[Source records]

************

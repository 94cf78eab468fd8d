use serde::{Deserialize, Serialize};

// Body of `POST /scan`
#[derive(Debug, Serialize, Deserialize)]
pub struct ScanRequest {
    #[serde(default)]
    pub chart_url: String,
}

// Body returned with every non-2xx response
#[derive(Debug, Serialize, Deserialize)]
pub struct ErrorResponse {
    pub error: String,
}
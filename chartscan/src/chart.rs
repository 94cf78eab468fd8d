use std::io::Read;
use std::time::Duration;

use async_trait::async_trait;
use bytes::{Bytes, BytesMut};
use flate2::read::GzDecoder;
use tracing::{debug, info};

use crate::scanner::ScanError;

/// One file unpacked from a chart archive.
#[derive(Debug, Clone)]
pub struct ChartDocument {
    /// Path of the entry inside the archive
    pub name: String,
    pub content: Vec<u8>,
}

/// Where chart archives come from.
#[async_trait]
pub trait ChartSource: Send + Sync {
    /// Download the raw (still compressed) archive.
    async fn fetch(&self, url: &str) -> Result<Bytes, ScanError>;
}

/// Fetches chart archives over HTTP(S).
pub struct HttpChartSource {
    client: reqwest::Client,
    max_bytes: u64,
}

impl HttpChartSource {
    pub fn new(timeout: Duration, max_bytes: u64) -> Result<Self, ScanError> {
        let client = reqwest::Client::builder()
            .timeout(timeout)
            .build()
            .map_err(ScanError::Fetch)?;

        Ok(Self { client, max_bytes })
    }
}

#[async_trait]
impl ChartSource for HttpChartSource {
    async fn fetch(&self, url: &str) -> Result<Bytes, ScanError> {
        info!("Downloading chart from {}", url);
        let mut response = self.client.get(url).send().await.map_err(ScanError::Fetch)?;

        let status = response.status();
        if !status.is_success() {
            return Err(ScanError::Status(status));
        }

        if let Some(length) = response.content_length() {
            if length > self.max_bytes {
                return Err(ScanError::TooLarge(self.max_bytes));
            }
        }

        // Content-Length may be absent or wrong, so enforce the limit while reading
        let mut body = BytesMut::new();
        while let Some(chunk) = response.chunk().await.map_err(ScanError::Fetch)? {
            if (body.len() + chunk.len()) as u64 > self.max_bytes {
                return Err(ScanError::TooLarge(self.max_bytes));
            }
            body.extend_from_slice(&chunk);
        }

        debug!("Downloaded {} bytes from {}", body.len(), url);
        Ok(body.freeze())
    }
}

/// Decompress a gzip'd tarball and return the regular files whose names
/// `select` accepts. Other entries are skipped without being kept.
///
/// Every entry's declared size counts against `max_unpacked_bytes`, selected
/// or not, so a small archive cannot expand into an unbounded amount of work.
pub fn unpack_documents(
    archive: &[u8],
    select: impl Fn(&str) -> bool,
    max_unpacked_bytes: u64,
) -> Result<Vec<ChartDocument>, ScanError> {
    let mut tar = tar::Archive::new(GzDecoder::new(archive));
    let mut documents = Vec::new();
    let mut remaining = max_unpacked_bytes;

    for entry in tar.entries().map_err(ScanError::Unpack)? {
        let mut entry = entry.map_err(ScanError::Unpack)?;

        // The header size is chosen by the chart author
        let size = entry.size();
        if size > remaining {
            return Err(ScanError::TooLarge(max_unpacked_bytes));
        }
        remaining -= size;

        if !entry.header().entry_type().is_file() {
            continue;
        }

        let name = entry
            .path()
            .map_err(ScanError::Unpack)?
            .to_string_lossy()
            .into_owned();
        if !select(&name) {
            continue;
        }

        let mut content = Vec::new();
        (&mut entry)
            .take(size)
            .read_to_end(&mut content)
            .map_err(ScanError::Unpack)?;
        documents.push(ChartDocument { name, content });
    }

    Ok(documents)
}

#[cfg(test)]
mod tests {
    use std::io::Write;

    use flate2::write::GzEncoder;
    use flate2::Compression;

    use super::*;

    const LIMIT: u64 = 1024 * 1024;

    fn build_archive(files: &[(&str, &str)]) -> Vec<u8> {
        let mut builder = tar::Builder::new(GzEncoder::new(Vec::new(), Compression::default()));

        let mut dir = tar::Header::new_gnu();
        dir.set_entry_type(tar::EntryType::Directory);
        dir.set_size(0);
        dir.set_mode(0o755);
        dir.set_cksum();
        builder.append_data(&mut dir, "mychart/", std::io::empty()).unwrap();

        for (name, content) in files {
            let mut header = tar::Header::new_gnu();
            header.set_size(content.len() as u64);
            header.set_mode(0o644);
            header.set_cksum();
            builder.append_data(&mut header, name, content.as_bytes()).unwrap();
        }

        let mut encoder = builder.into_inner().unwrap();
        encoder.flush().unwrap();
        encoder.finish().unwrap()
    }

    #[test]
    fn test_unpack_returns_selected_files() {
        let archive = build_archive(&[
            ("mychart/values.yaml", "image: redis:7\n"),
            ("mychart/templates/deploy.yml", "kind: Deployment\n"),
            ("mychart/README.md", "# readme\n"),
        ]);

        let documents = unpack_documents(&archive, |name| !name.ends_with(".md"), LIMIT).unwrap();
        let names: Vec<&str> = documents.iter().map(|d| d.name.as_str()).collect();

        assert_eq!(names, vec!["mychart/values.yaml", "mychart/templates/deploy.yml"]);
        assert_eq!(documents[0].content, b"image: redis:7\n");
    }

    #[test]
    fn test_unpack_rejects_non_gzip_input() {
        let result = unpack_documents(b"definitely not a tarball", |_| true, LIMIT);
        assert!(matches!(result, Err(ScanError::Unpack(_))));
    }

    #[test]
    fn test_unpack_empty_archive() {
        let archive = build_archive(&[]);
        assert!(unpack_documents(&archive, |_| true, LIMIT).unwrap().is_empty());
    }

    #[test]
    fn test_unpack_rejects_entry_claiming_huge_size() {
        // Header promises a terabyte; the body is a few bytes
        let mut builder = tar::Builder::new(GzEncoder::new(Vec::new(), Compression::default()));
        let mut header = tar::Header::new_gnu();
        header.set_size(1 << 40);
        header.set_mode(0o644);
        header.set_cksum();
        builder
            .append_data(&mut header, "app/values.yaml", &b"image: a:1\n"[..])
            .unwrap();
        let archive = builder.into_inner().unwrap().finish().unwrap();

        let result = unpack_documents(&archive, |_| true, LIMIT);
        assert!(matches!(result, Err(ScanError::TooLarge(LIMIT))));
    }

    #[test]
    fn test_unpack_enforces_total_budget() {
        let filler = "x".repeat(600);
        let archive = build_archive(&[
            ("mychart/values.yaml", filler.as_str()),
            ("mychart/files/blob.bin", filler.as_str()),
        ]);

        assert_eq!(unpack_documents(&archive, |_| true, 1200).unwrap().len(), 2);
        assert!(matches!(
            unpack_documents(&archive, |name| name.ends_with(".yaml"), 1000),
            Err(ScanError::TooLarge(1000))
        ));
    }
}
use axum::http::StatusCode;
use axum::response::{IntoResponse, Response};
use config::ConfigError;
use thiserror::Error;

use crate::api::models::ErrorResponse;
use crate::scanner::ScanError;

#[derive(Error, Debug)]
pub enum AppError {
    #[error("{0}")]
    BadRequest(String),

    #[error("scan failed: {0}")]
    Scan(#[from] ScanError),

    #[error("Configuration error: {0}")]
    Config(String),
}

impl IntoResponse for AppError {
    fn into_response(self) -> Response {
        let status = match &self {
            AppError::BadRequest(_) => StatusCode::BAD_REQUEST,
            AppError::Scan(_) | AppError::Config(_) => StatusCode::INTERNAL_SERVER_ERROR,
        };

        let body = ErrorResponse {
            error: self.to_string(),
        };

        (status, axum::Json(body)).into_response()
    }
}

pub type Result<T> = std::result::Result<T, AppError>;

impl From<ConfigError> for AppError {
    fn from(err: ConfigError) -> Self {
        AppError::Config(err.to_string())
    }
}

************

* Work required: Of all the entries above, repeat only the lines from the line that has "use std::time::Duration;" to the line that has "if (body.len() +", both lines included, exactly.

* Your solution:
use std::time::Duration;

use async_trait::async_trait;
use bytes::{Bytes, BytesMut};
use flate2::read::GzDecoder;
use tracing::{debug, info};

use crate::scanner::ScanError;

/// One file unpacked from a chart archive.
#[derive(Debug, Clone)]
pub struct ChartDocument {
    /// Path of the entry inside the archive
    pub name: String,
    pub content: Vec<u8>,
}

/// Where chart archives come from.
#[async_trait]
pub trait ChartSource: Send + Sync {
    /// Download the raw (still compressed) archive.
    async fn fetch(&self, url: &str) -> Result<Bytes, ScanError>;
}

/// Fetches chart archives over HTTP(S).
pub struct HttpChartSource {
    client: reqwest::Client,
    max_bytes: u64,
}

impl HttpChartSource {
    pub fn new(timeout: Duration, max_bytes: u64) -> Result<Self, ScanError> {
        let client = reqwest::Client::builder()
            .timeout(timeout)
            .build()
            .map_err(ScanError::Fetch)?;

        Ok(Self { client, max_bytes })
    }
}

#[async_trait]
impl ChartSource for HttpChartSource {
    async fn fetch(&self, url: &str) -> Result<Bytes, ScanError> {
        info!("Downloading chart from {}", url);
        let mut response = self.client.get(url).send().await.map_err(ScanError::Fetch)?;

        let status = response.status();
        if !status.is_success() {
            return Err(ScanError::Status(status));
        }

        if let Some(length) = response.content_length() {
            if length > self.max_bytes {
                return Err(ScanError::TooLarge(self.max_bytes));
            }
        }

        // Content-Length may be absent or wrong, so enforce the limit while reading
        let mut body = BytesMut::new();
        while let Some(chunk) = response.chunk().await.map_err(ScanError::Fetch)? {
            if (body.len() + chunk.len()) as u64 > self.max_bytes {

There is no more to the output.